- [Required work] The response should contain every entry, reproduced exactly.

─── Given data ───

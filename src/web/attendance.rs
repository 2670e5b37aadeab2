use axum::extract::{Query, State};
use axum::routing::{get, post};
use axum::{Extension, Form, Json, Router};
use bigdecimal::ToPrimitive;
use chrono::{Datelike, Duration, NaiveDate, Utc};
use serde::{Deserialize, Serialize};
use std::sync::Arc;
use uuid::Uuid;

use crate::aggregates;
use crate::models::attendance::{AttendanceRecord, AttendanceStatus, NewAttendanceRecord};
use crate::sessions::AuthUser;
use crate::{ApiError, AppState};

const DEFAULT_ABSENCE_WINDOW_DAYS: i64 = 7;

pub fn router(app_state: Arc<AppState>) -> Router {
    Router::new()
        .route("/api/attendance", get(list_attendance))
        .route("/api/attendance/absent-dates", get(absent_dates))
        .route("/api/attendance/regularize", post(regularize))
        .with_state(app_state)
}

#[derive(Debug, Deserialize)]
struct MonthQuery {
    month: Option<u32>,
    year: Option<i32>,
}

#[derive(Debug, Serialize)]
#[serde(rename_all = "camelCase")]
struct AttendanceRecordResponse {
    id: Uuid,
    user_id: String,
    date: String,
    status: String,
    check_in: Option<String>,
    check_out: Option<String>,
    working_hours: Option<f64>,
}

impl From<AttendanceRecord> for AttendanceRecordResponse {
    fn from(record: AttendanceRecord) -> Self {
        AttendanceRecordResponse {
            id: record.id,
            user_id: record.user_id,
            date: record.date.to_string(),
            status: record.status,
            check_in: record.check_in.map(|t| t.to_rfc3339()),
            check_out: record.check_out.map(|t| t.to_rfc3339()),
            working_hours: record.working_hours.and_then(|h| h.to_f64()),
        }
    }
}

#[derive(Debug, Serialize)]
struct AttendanceStats {
    present: usize,
    absent: usize,
    leave: usize,
    wfh: usize,
}

#[derive(Debug, Serialize)]
struct AttendanceResponse {
    records: Vec<AttendanceRecordResponse>,
    stats: AttendanceStats,
}

async fn list_attendance(
    State(state): State<Arc<AppState>>,
    Extension(auth): Extension<AuthUser>,
    Query(query): Query<MonthQuery>,
) -> Result<Json<AttendanceResponse>, ApiError> {
    let now = Utc::now();
    let month = query.month.unwrap_or_else(|| now.month());
    let year = query.year.unwrap_or_else(|| now.year());
    if !(1..=12).contains(&month) {
        return Err(ApiError::Validation(format!("Invalid month: {month}")));
    }

    let records = state.db.get_attendance_records(&auth.user_id, month, year)?;
    let counts = aggregates::attendance_counts(&records);

    Ok(Json(AttendanceResponse {
        records: records
            .into_iter()
            .map(AttendanceRecordResponse::from)
            .collect(),
        stats: AttendanceStats {
            present: counts.present,
            absent: counts.absent,
            leave: counts.leave,
            wfh: counts.wfh,
        },
    }))
}

#[derive(Debug, Deserialize)]
struct AbsentQuery {
    days: Option<i64>,
}

#[derive(Debug, Serialize)]
struct AbsentDateResponse {
    id: Uuid,
    date: String,
    status: String,
}

async fn absent_dates(
    State(state): State<Arc<AppState>>,
    Extension(auth): Extension<AuthUser>,
    Query(query): Query<AbsentQuery>,
) -> Result<Json<Vec<AbsentDateResponse>>, ApiError> {
    let days = query.days.unwrap_or(DEFAULT_ABSENCE_WINDOW_DAYS);
    if days < 0 {
        return Err(ApiError::Validation("days must not be negative".to_string()));
    }

    let since = (Utc::now() - Duration::days(days)).date_naive();
    let records = state.db.get_absent_dates(&auth.user_id, since)?;

    Ok(Json(
        records
            .into_iter()
            .map(|r| AbsentDateResponse {
                id: r.id,
                date: r.date.to_string(),
                status: r.status,
            })
            .collect(),
    ))
}

#[derive(Debug, Deserialize)]
struct RegularizeForm {
    date: NaiveDate,
    status: String,
    reason: String,
}

#[derive(Debug, Serialize)]
#[serde(rename_all = "camelCase")]
struct RegularizedResponse {
    id: Uuid,
    user_id: String,
    date: String,
    status: String,
}

async fn regularize(
    State(state): State<Arc<AppState>>,
    Extension(auth): Extension<AuthUser>,
    Form(form): Form<RegularizeForm>,
) -> Result<Json<RegularizedResponse>, ApiError> {
    let status = AttendanceStatus::parse(&form.status)
        .ok_or_else(|| ApiError::Validation(format!("Unknown attendance status: {}", form.status)))?;
    if form.reason.trim().is_empty() {
        return Err(ApiError::Validation("Reason is required".to_string()));
    }

    let new_record = NewAttendanceRecord {
        id: Uuid::new_v4(),
        user_id: auth.user_id.clone(),
        date: form.date,
        status: status.as_str().to_string(),
        check_in: None,
        check_out: None,
        working_hours: None,
        regularized_at: Some(Utc::now()),
        regularization_reason: Some(form.reason),
    };

    let record = state.db.create_attendance_record(&new_record)?;
    Ok(Json(RegularizedResponse {
        id: record.id,
        user_id: record.user_id,
        date: record.date.to_string(),
        status: record.status,
    }))
}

───

- [The answer]
filename src/web/attendance.rs
repository 2670e5b37aadeab2
use axum::extract::{Query, State};
use axum::routing::{get, post};
use axum::{Extension, Form, Json, Router};
use bigdecimal::ToPrimitive;
use chrono::{Datelike, Duration, NaiveDate, Utc};
use serde::{Deserialize, Serialize};
use std::sync::Arc;
use uuid::Uuid;

use crate::aggregates;
use crate::models::attendance::{AttendanceRecord, AttendanceStatus, NewAttendanceRecord};
use crate::sessions::AuthUser;
use crate::{ApiError, AppState};

const DEFAULT_ABSENCE_WINDOW_DAYS: i64 = 7;

pub fn router(app_state: Arc<AppState>) -> Router {
    Router::new()
        .route("/api/attendance", get(list_attendance))
        .route("/api/attendance/absent-dates", get(absent_dates))
        .route("/api/attendance/regularize", post(regularize))
        .with_state(app_state)
}

#[derive(Debug, Deserialize)]
struct MonthQuery {
    month: Option<u32>,
    year: Option<i32>,
}

#[derive(Debug, Serialize)]
#[serde(rename_all = "camelCase")]
struct AttendanceRecordResponse {
    id: Uuid,
    user_id: String,
    date: String,
    status: String,
    check_in: Option<String>,
    check_out: Option<String>,
    working_hours: Option<f64>,
}

impl From<AttendanceRecord> for AttendanceRecordResponse {
    fn from(record: AttendanceRecord) -> Self {
        AttendanceRecordResponse {
            id: record.id,
            user_id: record.user_id,
            date: record.date.to_string(),
            status: record.status,
            check_in: record.check_in.map(|t| t.to_rfc3339()),
            check_out: record.check_out.map(|t| t.to_rfc3339()),
            working_hours: record.working_hours.and_then(|h| h.to_f64()),
        }
    }
}

#[derive(Debug, Serialize)]
struct AttendanceStats {
    present: usize,
    absent: usize,
    leave: usize,
    wfh: usize,
}

#[derive(Debug, Serialize)]
struct AttendanceResponse {
    records: Vec<AttendanceRecordResponse>,
    stats: AttendanceStats,
}

async fn list_attendance(
    State(state): State<Arc<AppState>>,
    Extension(auth): Extension<AuthUser>,
    Query(query): Query<MonthQuery>,
) -> Result<Json<AttendanceResponse>, ApiError> {
    let now = Utc::now();
    let month = query.month.unwrap_or_else(|| now.month());
    let year = query.year.unwrap_or_else(|| now.year());
    if !(1..=12).contains(&month) {
        return Err(ApiError::Validation(format!("Invalid month: {month}")));
    }

    let records = state.db.get_attendance_records(&auth.user_id, month, year)?;
    let counts = aggregates::attendance_counts(&records);

    Ok(Json(AttendanceResponse {
        records: records
            .into_iter()
            .map(AttendanceRecordResponse::from)
            .collect(),
        stats: AttendanceStats {
            present: counts.present,
            absent: counts.absent,
            leave: counts.leave,
            wfh: counts.wfh,
        },
    }))
}

#[derive(Debug, Deserialize)]
struct AbsentQuery {
    days: Option<i64>,
}

#[derive(Debug, Serialize)]
struct AbsentDateResponse {
    id: Uuid,
    date: String,
    status: String,
}

async fn absent_dates(
    State(state): State<Arc<AppState>>,
    Extension(auth): Extension<AuthUser>,
    Query(query): Query<AbsentQuery>,
) -> Result<Json<Vec<AbsentDateResponse>>, ApiError> {
    let days = query.days.unwrap_or(DEFAULT_ABSENCE_WINDOW_DAYS);
    if days < 0 {
        return Err(ApiError::Validation("days must not be negative".to_string()));
    }

    let since = (Utc::now() - Duration::days(days)).date_naive();
    let records = state.db.get_absent_dates(&auth.user_id, since)?;

    Ok(Json(
        records
            .into_iter()
            .map(|r| AbsentDateResponse {
                id: r.id,
                date: r.date.to_string(),
                status: r.status,
            })
            .collect(),
    ))
}

#[derive(Debug, Deserialize)]
struct RegularizeForm {
    date: NaiveDate,
    status: String,
    reason: String,
}

#[derive(Debug, Serialize)]
#[serde(rename_all = "camelCase")]
struct RegularizedResponse {
    id: Uuid,
    user_id: String,
    date: String,
    status: String,
}

async fn regularize(
    State(state): State<Arc<AppState>>,
    Extension(auth): Extension<AuthUser>,
    Form(form): Form<RegularizeForm>,
) -> Result<Json<RegularizedResponse>, ApiError> {
    let status = AttendanceStatus::parse(&form.status)
        .ok_or_else(|| ApiError::Validation(format!("Unknown attendance status: {}", form.status)))?;
    if form.reason.trim().is_empty() {
        return Err(ApiError::Validation("Reason is required".to_string()));
    }

    let new_record = NewAttendanceRecord {
        id: Uuid::new_v4(),
        user_id: auth.user_id.clone(),
        date: form.date,
        status: status.as_str().to_string(),
        check_in: None,
        check_out: None,
        working_hours: None,
        regularized_at: Some(Utc::now()),
        regularization_reason: Some(form.reason),
    };

    let record = state.db.create_attendance_record(&new_record)?;
    Ok(Json(RegularizedResponse {
        id: record.id,
        user_id: record.user_id,
        date: record.date.to_string(),
        status: record.status,
    }))
}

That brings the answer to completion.